Drink and Food Spiking at an All Time High in NSW

In NSW, drink and food spiking reached record highs last year. “Spiking” is the term given to the action of placing drugs in another person’s drink or their food without their knowledge or consent. Under section 38A of the Crimes Act 1900 (NSW), the spiking of another person’s food is illegal and can result in a maximum term of imprisonment of 2 years, 100 penalty units, or both.

NSW Police received record breaking reports just in the last year of food and drink spiking incidents. The NSW Bureau of Crime Statistics and Research reported that between July of 2022 and June of 2023, there were a total of 220 reports of food and drink spiking. It is reported that this is the highest number of spiking reports since the number of incidents regarding the same which last occurred back in 2008. The spiking of food and drink has almost doubled since June 2019 where 115 reports were made – that is a 20% increase since 2019.

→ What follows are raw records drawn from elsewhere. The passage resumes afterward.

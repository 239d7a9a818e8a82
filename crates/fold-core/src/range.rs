//! Fold range values.

use crate::error::{FoldError, FoldResult};

/// A 0-based `(line, column)` position. Columns are byte offsets.
///
/// Ordering is lexicographic: line first, then column.
#[derive(Debug, Clone, Copy, PartialEq, Eq, PartialOrd, Ord, Hash, Default)]
pub struct Position {
    /// 0-based line.
    pub line: usize,
    /// 0-based byte column.
    pub column: usize,
}

impl Position {
    /// Create a position.
    pub const fn new(line: usize, column: usize) -> Self {
        Self { line, column }
    }

    /// Column used by [`Position::line_end`]. It is a sentinel, not a byte offset: do not do
    /// arithmetic on it, check [`Position::is_line_end`] first.
    pub const LINE_END_COLUMN: usize = usize::MAX;

    /// A position past every column of `line`.
    pub const fn line_end(line: usize) -> Self {
        Self {
            line,
            column: Self::LINE_END_COLUMN,
        }
    }

    /// Returns `true` if this position stands for the end of its line rather than a real column.
    pub const fn is_line_end(&self) -> bool {
        self.column == Self::LINE_END_COLUMN
    }
}

/// Coarse fold category.
#[derive(Debug, Clone, Copy, PartialEq, Eq, Hash, Default)]
pub enum FoldKind {
    /// A comment block.
    Comment,
    /// A run of import statements.
    Imports,
    /// An explicit region marker.
    Region,
    /// Any other structural fold.
    #[default]
    Other,
}

impl FoldKind {
    /// Parse a `kind` property value. Unknown names map to [`FoldKind::Other`].
    pub fn from_name(name: &str) -> Self {
        match name {
            "comment" => Self::Comment,
            "imports" => Self::Imports,
            "region" => Self::Region,
            _ => Self::Other,
        }
    }
}

/// Optional text and highlight hints for rendering a closed fold.
#[derive(Debug, Clone, PartialEq, Eq, Default)]
pub struct RenderMetadata {
    /// Text shown after the first folded line.
    pub start_text: Option<String>,
    /// Highlight group for `start_text`.
    pub start_highlight: Option<String>,
    /// Text shown in place of the last folded line.
    pub end_text: Option<String>,
    /// Highlight group for `end_text`.
    pub end_highlight: Option<String>,
}

impl RenderMetadata {
    /// Returns `true` if no field is set.
    pub fn is_empty(&self) -> bool {
        self.start_text.is_none()
            && self.start_highlight.is_none()
            && self.end_text.is_none()
            && self.end_highlight.is_none()
    }
}

/// A folding range.
///
/// Ranges are plain values; a rescan produces a new set rather than mutating an old one.
#[derive(Debug, Clone, PartialEq, Eq)]
pub struct FoldRange {
    /// Start position (inclusive).
    pub start: Position,
    /// End position.
    ///
    /// Ranges built with [`FoldRange::lines`] or shortened by [`FoldRange::trimmed`] end at
    /// [`Position::line_end`], whose column is the [`Position::LINE_END_COLUMN`] sentinel.
    pub end: Position,
    /// Fold category.
    pub kind: FoldKind,
    /// Priority hint carried from the query.
    pub priority: i32,
    /// Optional render hints.
    pub render: Option<RenderMetadata>,
}

impl FoldRange {
    /// Create a range, rejecting `end < start`.
    pub fn new(start: Position, end: Position) -> FoldResult<Self> {
        if end < start {
            return Err(FoldError::MalformedRange { start, end });
        }
        Ok(Self {
            start,
            end,
            kind: FoldKind::Other,
            priority: 0,
            render: None,
        })
    }

    /// Create a line-only range (`start_line..=end_line`, columns spanning whole lines).
    pub fn lines(start_line: usize, end_line: usize) -> FoldResult<Self> {
        Self::new(Position::new(start_line, 0), Position::line_end(end_line))
    }

    /// Set the fold kind.
    pub fn with_kind(mut self, kind: FoldKind) -> Self {
        self.kind = kind;
        self
    }

    /// Set the priority.
    pub fn with_priority(mut self, priority: i32) -> Self {
        self.priority = priority;
        self
    }

    /// Attach render hints. Empty metadata is dropped.
    pub fn with_render(mut self, render: RenderMetadata) -> Self {
        self.render = (!render.is_empty()).then_some(render);
        self
    }

    /// 0-based start line.
    pub fn start_line(&self) -> usize {
        self.start.line
    }

    /// 0-based end line (inclusive).
    pub fn end_line(&self) -> usize {
        self.end.line
    }

    /// `(start_line, end_line)` grouping key.
    pub fn line_pair(&self) -> (usize, usize) {
        (self.start.line, self.end.line)
    }

    /// Returns `true` if `line` (0-based) lies within `start_line..=end_line`.
    pub fn contains_line(&self, line: usize) -> bool {
        line >= self.start.line && line <= self.end.line
    }

    /// Returns `true` if `self` encloses `other` by full `(line, column)` span.
    pub fn includes(&self, other: &FoldRange) -> bool {
        self.start <= other.start && other.end <= self.end
    }

    /// Returns `true` if both ranges cover exactly the same positions.
    pub fn same_span(&self, other: &FoldRange) -> bool {
        self.start == other.start && self.end == other.end
    }

    /// Drop a trailing line the range only touches at column 0.
    ///
    /// Returns `None` when what is left spans a single line.
    pub fn trimmed(mut self) -> Option<Self> {
        if self.end.column == 0 {
            let line = self.end.line.checked_sub(1)?;
            self.end = Position::line_end(line);
        }
        (self.end.line > self.start.line).then_some(self)
    }
}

The predominant areas where spiking has been reported to occur in the last year include the Sydney CBD, Central Coast, Newcastle and Wollongong. Almost half of the total reports occurred in these areas. 71% of the incidents occurred in either clubs or pubs. Yet, despite the prevalence of these incidents, a very small proportion of the reports resulted in legal actions being sought. Out of the 183 reports lodged back in 2021/2022, only 2 (1.1%) led to a criminal proceeding.

NSW Police opinions that the rise in spiking incidents is due to individuals’ willingness to report the incidents rather than an actual increase in spiking behaviour. They note that recent campaigns that target spiking have educated and supported victims by encouraging them to come forward and have ensured that other members of the public are always on the lookout for their drinks and food. NSW has ensured that all spiking reports are thoroughly investigated.

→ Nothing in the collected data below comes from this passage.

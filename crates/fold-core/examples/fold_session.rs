use fold_core::{
    FoldConfig, FoldRegistry, LanguageLayer, MemoryHost, NodeSpan, Position, QueryMatch,
    RecordingRenderer, StructuralQuery,
};
use std::ops::Range;

/// Reports a fold for every `{ ... }` block spanning more than one line.
struct BraceQuery {
    text: String,
}

impl StructuralQuery for BraceQuery {
    fn layers(&self) -> Vec<LanguageLayer> {
        let last = self.text.lines().count().saturating_sub(1);
        vec![LanguageLayer::new("rust", 0, last)]
    }

    fn has_query(&self, _language: &str, query_name: &str) -> bool {
        query_name == "folds"
    }

    fn run_query(
        &self,
        _layer: &LanguageLayer,
        _query_name: &str,
        rows: Range<usize>,
    ) -> Vec<QueryMatch> {
        let mut open = Vec::new();
        let mut out = Vec::new();
        for (row, line) in self.text.lines().enumerate().skip(rows.start).take(rows.len()) {
            for (col, ch) in line.char_indices() {
                match ch {
                    '{' => open.push(Position::new(row, col)),
                    '}' => {
                        if let Some(start) = open.pop() {
                            let span = NodeSpan::new(start, Position::new(row, col + 1));
                            out.push(QueryMatch::new().with_capture("fold", span));
                        }
                    }
                    _ => {}
                }
            }
        }
        out
    }
}

fn main() {
    let mut host = MemoryHost::new();
    let text = "fn main() {\n    if ready {\n        go();\n    }\n}\n";
    let id = host.open("rust", text);
    let mut renderer = RecordingRenderer::new();
    let mut registry = FoldRegistry::new(FoldConfig::default());

    let engine = BraceQuery {
        text: text.to_string(),
    };
    let ranges = registry
        .get_folds(&host, id, &engine, &mut renderer)
        .unwrap()
        .unwrap_or_default();
    for range in &ranges {
        println!("fold {}..={}", range.start_line(), range.end_line());
    }

    registry.close_fold_at(&host, id, 1, &mut renderer).unwrap();
    for marker in renderer.live() {
        println!("closed {}-{}: {}", marker.line, marker.end_line, marker.text);
    }

    // A newline above the fold moves the marker down.
    let edit = host.replace_lines(id, 0..0, &["use std::io;"]);
    registry.notify_edit(id, edit, &mut renderer);
    for marker in renderer.live() {
        println!("closed {}-{}: {}", marker.line, marker.end_line, marker.text);
    }
}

A significant gap in the regulation and law in the area can be seen in the processes that licensed venues are required to take when these incidents occur on their premises. While they are required to log incidents of drink spiking, they are not required to inform the police of these events. The Alcohol and Drug Foundation has commented that although new data confirms spiking incidents to be higher than previous years, it may still be underreported as victims may feel that they will be blamed or not believed, meaning that real data of food and drink spiking incidents may be much higher than understood at this time.